• _What is expected_: What is needed is each line of the data below that holds the string "FixedModel".

• _Data listing_:

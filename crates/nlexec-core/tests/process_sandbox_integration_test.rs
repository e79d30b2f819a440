use async_trait::async_trait;
use futures_util::future::join_all;
use nlexec_core::config::SandboxConfig;
use nlexec_core::errors::{ModelError, PipelineError};
use nlexec_core::sandbox::process::ProcessRuntime;
use nlexec_core::{
    CompletionParams, ExitReason, LanguageModel, NlexecConfig, Pipeline, Query, QueryOptions,
    SandboxBackend,
};
use std::sync::Arc;
use tokio_util::sync::CancellationToken;

struct FixedModel(String);

#[async_trait]
impl LanguageModel for FixedModel {
    fn model_id(&self) -> &str {
        "fixed"
    }

    async fn complete(&self, _prompt: &str, _params: &CompletionParams) -> Result<String, ModelError> {
        Ok(self.0.clone())
    }
}

fn python_available() -> bool {
    std::process::Command::new("python3")
        .arg("--version")
        .output()
        .map(|output| output.status.success())
        .unwrap_or(false)
}

fn setup(reply: &str) -> Option<(Pipeline, Arc<ProcessRuntime>)> {
    setup_with(reply, |_| {})
}

fn setup_with(
    reply: &str,
    configure: impl FnOnce(&mut NlexecConfig),
) -> Option<(Pipeline, Arc<ProcessRuntime>)> {
    if !python_available() {
        eprintln!("python3 not found, skipping");
        return None;
    }
    let _ = env_logger::builder().is_test(true).try_init();
    let mut config = NlexecConfig {
        sandbox: SandboxConfig {
            backend: SandboxBackend::Process,
            ..Default::default()
        },
        ..Default::default()
    };
    configure(&mut config);
    let runtime = Arc::new(ProcessRuntime::new("python3".to_string()));
    let pipeline = Pipeline::builder(config)
        .with_model(Arc::new(FixedModel(reply.to_string())))
        .with_runtime(runtime.clone())
        .build()
        .unwrap();
    Some((pipeline, runtime))
}

#[tokio::test]
async fn test_arithmetic_request_end_to_end() {
    let Some((pipeline, runtime)) = setup("") else { return };

    let response = pipeline
        .process_text("oblicz 2+2", &CancellationToken::new())
        .await;
    assert!(response.success, "{:?}", response.error);
    assert_eq!(response.output.as_deref(), Some("4"));
    assert_eq!(runtime.live_sandboxes(), 0);
}

#[tokio::test]
async fn test_signed_and_grouped_arithmetic_end_to_end() {
    let Some((pipeline, _)) = setup("") else { return };
    let cancel = CancellationToken::new();

    let grouped = pipeline.process_text("oblicz (2+3)*4", &cancel).await;
    assert!(grouped.success, "{:?}", grouped.error);
    assert_eq!(grouped.output.as_deref(), Some("20"));

    let signed = pipeline.process_text("oblicz -5 + 3", &cancel).await;
    assert!(signed.success, "{:?}", signed.error);
    assert_eq!(signed.output.as_deref(), Some("-2"));
}

#[tokio::test]
async fn test_extension_output_is_deterministic() {
    let Some((pipeline, _)) = setup("") else { return };
    let cancel = CancellationToken::new();

    let first = pipeline.process_text("oblicz 7*6", &cancel).await;
    let second = pipeline.process_text("oblicz 7*6", &cancel).await;
    assert_eq!(first.code, second.code);
    assert_eq!(first.output.as_deref(), Some("42"));
    assert_eq!(second.output.as_deref(), Some("42"));
}

#[tokio::test]
async fn test_missing_import_is_added_before_running() {
    let reply = "```python\ndef main():\n    time.sleep(0.05)\n    return \"done\"\n```";
    let Some((pipeline, _)) = setup(reply) else { return };

    let outcome = pipeline
        .process(&Query::new("wait a moment"), &CancellationToken::new())
        .await;
    assert!(outcome.success(), "{:?}", outcome.error);
    let response = outcome.response();
    assert!(response.code.unwrap().starts_with("import time\n"));
    assert_eq!(response.output.as_deref(), Some("done"));
}

#[tokio::test]
async fn test_harness_imports_on_name_error_without_static_repair() {
    let reply = "```python\ndef main():\n    return json.dumps([1, 2])\n```";
    let Some((pipeline, _)) = setup(reply) else { return };

    let query = Query::new("dump a list").with_options(QueryOptions {
        static_repair: Some(false),
        ..Default::default()
    });
    let outcome = pipeline.process(&query, &CancellationToken::new()).await;
    assert!(outcome.success(), "{:?}", outcome.error);
    let result = outcome.result.as_ref().unwrap();
    assert_eq!(result.runtime_imports, vec!["import json".to_string()]);
    assert_eq!(outcome.response().output.as_deref(), Some("[1, 2]"));
}

#[tokio::test]
async fn test_runtime_import_resumes_instead_of_rerunning() {
    let reply = "```python\nimport sys\n\nprint(\"loading\")\n\ndef main():\n    print(\"before\")\n    sys.nlexec_calls = getattr(sys, \"nlexec_calls\", 0) + 1\n    return [sys.nlexec_calls, json.dumps(1)]\n```";
    let Some((pipeline, _)) = setup(reply) else { return };

    let query = Query::new("count calls").with_options(QueryOptions {
        static_repair: Some(false),
        ..Default::default()
    });
    let outcome = pipeline.process(&query, &CancellationToken::new()).await;
    assert!(outcome.success(), "{:?}", outcome.error);
    let result = outcome.result.unwrap();
    // A second run of the artifact would have counted two calls.
    assert_eq!(result.return_value, Some(serde_json::json!([1, "1"])));
    assert_eq!(result.runtime_imports, vec!["import json".to_string()]);
    assert_eq!(result.stdout.matches("loading").count(), 1);
    assert_eq!(result.stdout.matches("before").count(), 1);
}

#[tokio::test]
async fn test_unimported_submodule_is_repaired_and_retried() {
    let reply = "```python\nimport concurrent\n\ndef main():\n    return concurrent.futures.ALL_COMPLETED\n```";
    let Some((pipeline, _)) = setup(reply) else { return };

    let outcome = pipeline
        .process(&Query::new("name the wait mode"), &CancellationToken::new())
        .await;
    assert!(outcome.success(), "{:?}", outcome.error);
    assert_eq!(outcome.repair_attempts, 1);
    let response = outcome.response();
    assert!(response.code.unwrap().starts_with("import concurrent.futures\n"));
    assert_eq!(response.output.as_deref(), Some("ALL_COMPLETED"));
}

#[tokio::test]
async fn test_socket_use_fails_without_network() {
    let reply = "```python\nimport socket\n\ndef main():\n    connection = socket.socket(socket.AF_INET, socket.SOCK_STREAM)\n    connection.close()\n    return \"created\"\n```";
    let Some((pipeline, _)) = setup(reply) else { return };
    let cancel = CancellationToken::new();

    let outcome = pipeline.process(&Query::new("open a socket"), &cancel).await;
    let result = outcome.result.clone().unwrap();
    assert!(!result.success);
    assert_eq!(result.exit_reason, ExitReason::Completed);
    assert_eq!(result.error_type.as_deref(), Some("OSError"));
    assert!(result
        .error_message
        .unwrap()
        .contains("network access is disabled"));

    let allowed = Query::new("open a socket").with_options(QueryOptions {
        allow_network: Some(true),
        ..Default::default()
    });
    let outcome = pipeline.process(&allowed, &cancel).await;
    assert!(outcome.success(), "{:?}", outcome.error);
    assert_eq!(outcome.response().output.as_deref(), Some("created"));
}

#[cfg(unix)]
#[tokio::test]
async fn test_allocation_past_memory_limit_is_a_resource_limit() {
    let reply = "```python\ndef main():\n    data = bytearray(512 * 1024 * 1024)\n    return len(data)\n```";
    let Some((pipeline, runtime)) = setup_with(reply, |config| config.sandbox.memory_mb = 128)
    else {
        return;
    };

    let outcome = pipeline
        .process(&Query::new("allocate a lot"), &CancellationToken::new())
        .await;
    assert!(matches!(
        outcome.error,
        Some(PipelineError::SandboxResourceExceeded(_))
    ));
    assert_eq!(outcome.result.unwrap().exit_reason, ExitReason::ResourceLimit);
    assert_eq!(runtime.live_sandboxes(), 0);
}

#[tokio::test]
async fn test_infinite_loop_times_out_and_cleans_up() {
    let reply = "```python\ndef main():\n    while True:\n        pass\n```";
    let Some((pipeline, runtime)) = setup(reply) else { return };

    let query = Query::new("spin forever").with_options(QueryOptions {
        timeout_seconds: Some(1),
        ..Default::default()
    });
    let outcome = pipeline.process(&query, &CancellationToken::new()).await;
    assert_eq!(outcome.error, Some(PipelineError::SandboxTimeout { seconds: 1 }));
    assert_eq!(outcome.result.unwrap().exit_reason, ExitReason::Timeout);
    assert_eq!(runtime.live_sandboxes(), 0);
}

#[tokio::test]
async fn test_fictitious_module_is_not_executed() {
    let reply = "```python\ndef main():\n    return quantumflux.collapse(3)\n```";
    let Some((pipeline, runtime)) = setup(reply) else { return };

    let outcome = pipeline
        .process(&Query::new("collapse the wave function"), &CancellationToken::new())
        .await;
    assert!(matches!(
        outcome.error,
        Some(PipelineError::UnresolvedDependency { .. })
    ));
    assert!(outcome.result.is_none());
    assert_eq!(runtime.live_sandboxes(), 0);
}

#[tokio::test]
async fn test_user_exception_is_captured() {
    let reply = "```python\ndef main():\n    print(\"about to fail\")\n    return 1 / 0\n```";
    let Some((pipeline, _)) = setup(reply) else { return };

    let outcome = pipeline
        .process(&Query::new("divide by zero"), &CancellationToken::new())
        .await;
    let result = outcome.result.clone().unwrap();
    assert!(!result.success);
    assert_eq!(result.exit_reason, ExitReason::Completed);
    assert_eq!(result.error_type.as_deref(), Some("ZeroDivisionError"));
    assert!(result.stdout.contains("about to fail"));
}

#[tokio::test]
async fn test_concurrent_runs_leave_no_sandboxes() {
    let Some((pipeline, runtime)) = setup("") else { return };
    let cancel = CancellationToken::new();

    let responses = join_all((1..=8).map(|n| {
        let text = format!("oblicz {}+{}", n, n);
        let pipeline = &pipeline;
        let cancel = &cancel;
        async move { pipeline.process_text(&text, cancel).await }
    }))
    .await;

    for (n, response) in (1..=8).zip(responses) {
        assert!(response.success, "{:?}", response.error);
        assert_eq!(response.output, Some((n * 2).to_string()));
    }
    assert_eq!(runtime.live_sandboxes(), 0);
}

• _Completed exercise_:
struct FixedModel(String);
impl LanguageModel for FixedModel {
        .with_model(Arc::new(FixedModel(reply.to_string())))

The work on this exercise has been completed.